5. The Papers of Composer, Lyricist, and Playwright Leslie Bricusse
Throughout his long career, Bricusse (1931-2021) enjoyed great success writing for both stage musical and for films. When the Library was approached by the estate about the Bricusse Collection, they forwarded to us an exciting and accurate description Bricusse himself had made describing it:
The collection contains every draft of all the musical plays and screenplays I have written since the start of my career, going back to the 1950’s and every lyric to every song in every score, and how I arrived at the final version of each one, early drafts, crossings out and all, with the outline of every melody alongside each of them, over 1000 of them, showing how I worked my way to the final version, including all the famous songs, Oscar and Grammy winning or nominated, plus all the standards like “Goldfinger,” “What Kind of Fool Am I?,” “My Kind of Girl,” “If I Ruled The World,” “You Only Live Twice,” “Who Can I Turn To?,” “Talk to The Animals,” “Feeling Good,” “Pure Imagination,” “The Candy Man” and on and on and on”.

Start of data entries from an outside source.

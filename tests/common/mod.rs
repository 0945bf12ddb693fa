//! Integration test common infrastructure.
//!
//! Provides an in-process engine harness driven by link events and a
//! manual clock, a store that can hold the engine mid-lookup, and a fake
//! TS6 hub for exercising the real uplink.

pub mod gate;
pub mod harness;
pub mod hub;

#[allow(unused_imports)]
pub use harness::{Harness, kills, notices_to};
#[allow(unused_imports)]
pub use hub::FakeHub;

The material has been meticulously preserved in dozens of leatherbound, gold-embossed cases that maintained all associated items with individual works, with materials highly annotated. Bricusse kept drafts of his outgoing correspondence and records of his career, which he also placed into the bound volumes. In addition to the bound volumes, the collection also includes all Bricusse’s songbooks, again heavily annotated with notes behind the songs, and many rare recordings. The collection is an uncommonly rich source of research and is a spectacular addition to our strength musical theater collections (e.g., composers, lyricists, choreographers, designers, and performers).

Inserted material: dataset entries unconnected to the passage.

//! HELP, SHOWCOMMANDS and VERSION for NickServ.

use super::NickServResult;
use crate::services::base::ServiceBase;
use crate::services::guard::NickGuard;
use crate::services::reservations::MAX_RESERVATIONS;
use crate::state::Session;

/// (verb, usage, one-line summary)
const COMMANDS: &[(&str, &str, &str)] = &[
    ("GHOST", "GHOST <nick>", "Disconnect a session using your nick"),
    ("RELEASE", "RELEASE <nick>", "Remove a placeholder holding your nick"),
    ("RECOVER", "RECOVER <nick>", "Take your nick back (alias: REGAIN)"),
    ("RESERVE", "RESERVE <nick>", "Protect an extra nick for your account"),
    ("UNRESERVE", "UNRESERVE <nick>", "Give up a reserved nick"),
    ("LISTRESERVE", "LISTRESERVE", "List your reserved nicks"),
    ("STATUS", "STATUS <nick>", "Show who is using a nick"),
    ("INFO", "INFO <nick>", "Show registration details for a nick"),
    ("SHOWCOMMANDS", "SHOWCOMMANDS", "List available commands"),
    ("VERSION", "VERSION", "Show the services version"),
    ("HELP", "HELP [command]", "Show help, optionally for one command"),
];

fn details(verb: &str) -> &'static [&'static str] {
    match verb {
        "GHOST" => &[
            "Disconnects another session that is using one of your nicknames.",
            "You cannot ghost your own session, or a session identified to your account; use RECOVER for that.",
        ],
        "RELEASE" => &[
            "Removes the placeholder services put on one of your nicknames after repeated abuse.",
        ],
        "RECOVER" | "REGAIN" => &[
            "Takes one of your nicknames back and switches you to it.",
            "Whoever holds it is disconnected, or its placeholder removed, first.",
        ],
        "RESERVE" => &[
            "Protects an additional nickname on behalf of your account.",
            "Sessions using it must identify to your account, just like your account name.",
        ],
        "UNRESERVE" => &["Removes one of your reservations."],
        "LISTRESERVE" => &["Lists the nicknames reserved by your account."],
        "STATUS" => &[
            "Shows whether a nickname is in use, which account its user is identified to,",
            "whether that account owns it, and any pending enforcement.",
        ],
        "INFO" => &["Shows registration details and reservations for a nickname's owner."],
        _ => &[],
    }
}

/// Handle HELP [command].
pub fn handle_help(guard: &NickGuard, sender: &Session, topic: Option<&str>) -> NickServResult {
    let uid = sender.uid.as_str();
    let Some(topic) = topic else {
        let mut effects = vec![
            guard.reply_effect(
                uid,
                &format!(
                    "\x02{}\x02 protects registered nicknames. Sessions using a protected nickname must identify within {} seconds.",
                    guard.service_name(),
                    guard.config().grace_period
                ),
            ),
            guard.reply_effect(uid, "Commands:"),
        ];
        effects.extend(command_lines(guard, uid));
        effects.push(guard.reply_effect(
            uid,
            &format!(
                "For more on a command, type \x02/msg {} HELP <command>\x02.",
                guard.service_name()
            ),
        ));
        return effects;
    };

    let verb = topic.to_ascii_uppercase();
    let Some((_, usage, summary)) = COMMANDS
        .iter()
        .find(|(name, ..)| *name == verb || (verb == "REGAIN" && *name == "RECOVER"))
    else {
        return guard.error_reply(uid, &format!("No help available for \x02{}\x02.", topic));
    };

    let mut effects = vec![
        guard.reply_effect(uid, &format!("Help for \x02{}\x02:", verb)),
        guard.reply_effect(uid, &format!("Syntax: {}", usage)),
        guard.reply_effect(uid, summary),
    ];
    for line in details(&verb) {
        effects.push(guard.reply_effect(uid, line));
    }
    if verb == "RESERVE" {
        effects.push(guard.reply_effect(
            uid,
            &format!("Each account may reserve up to {} nicknames.", MAX_RESERVATIONS),
        ));
    }
    effects
}

/// Handle SHOWCOMMANDS.
pub fn handle_showcommands(guard: &NickGuard, sender: &Session) -> NickServResult {
    command_lines(guard, &sender.uid)
}

/// Handle VERSION.
pub fn handle_version(guard: &NickGuard, sender: &Session) -> NickServResult {
    let version = format!(
        "{} {} - nickname protection services",
        env!("CARGO_PKG_NAME"),
        env!("CARGO_PKG_VERSION")
    );
    vec![guard.reply_effect(&sender.uid, &version)]
}

fn command_lines(guard: &NickGuard, uid: &str) -> NickServResult {
    COMMANDS
        .iter()
        .map(|(_, usage, summary)| {
            guard.reply_effect(uid, &format!("  \x02{:<18}\x02 {}", usage, summary))
        })
        .collect()
}

#[cfg(test)]
mod tests {
    use super::super::test_support::{connect, live_guard, notices};
    use super::*;

    #[tokio::test]
    async fn help_lists_every_command() {
        let (guard, _db, _clock) = live_guard().await;
        let me = connect(&guard, "001AAAAAA", "carol", None).await;
        let effects = handle_help(&guard, &me, None);
        let text = notices(&effects).join("\n");
        for (verb, ..) in COMMANDS {
            assert!(text.contains(verb), "missing {}", verb);
        }
    }

    #[tokio::test]
    async fn help_for_alias_and_unknown_topic() {
        let (guard, _db, _clock) = live_guard().await;
        let me = connect(&guard, "001AAAAAA", "carol", None).await;

        let effects = handle_help(&guard, &me, Some("regain"));
        assert!(notices(&effects)[1].contains("RECOVER <nick>"));

        let effects = handle_help(&guard, &me, Some("frobnicate"));
        assert_eq!(notices(&effects), vec!["No help available for \x02frobnicate\x02."]);
    }

    #[tokio::test]
    async fn version_names_the_package() {
        let (guard, _db, _clock) = live_guard().await;
        let me = connect(&guard, "001AAAAAA", "carol", None).await;
        let effects = handle_version(&guard, &me);
        assert!(notices(&effects)[0].starts_with("slirc-nickguard "));
    }
}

Very soon we will share more on the Bricusse Collection and his work on the 1971 film “Willy Wonka and the Chocolate Factory.” Stay tuned!
As top five lists, go, this one is pretty solid. Sure, it is not Top Five Breakup Songs, or Top Five Side One/Track Ones. But there is still a lot here to be excited about, which will hopefully spark all sorts of new research and creative ideas. Come visit soon!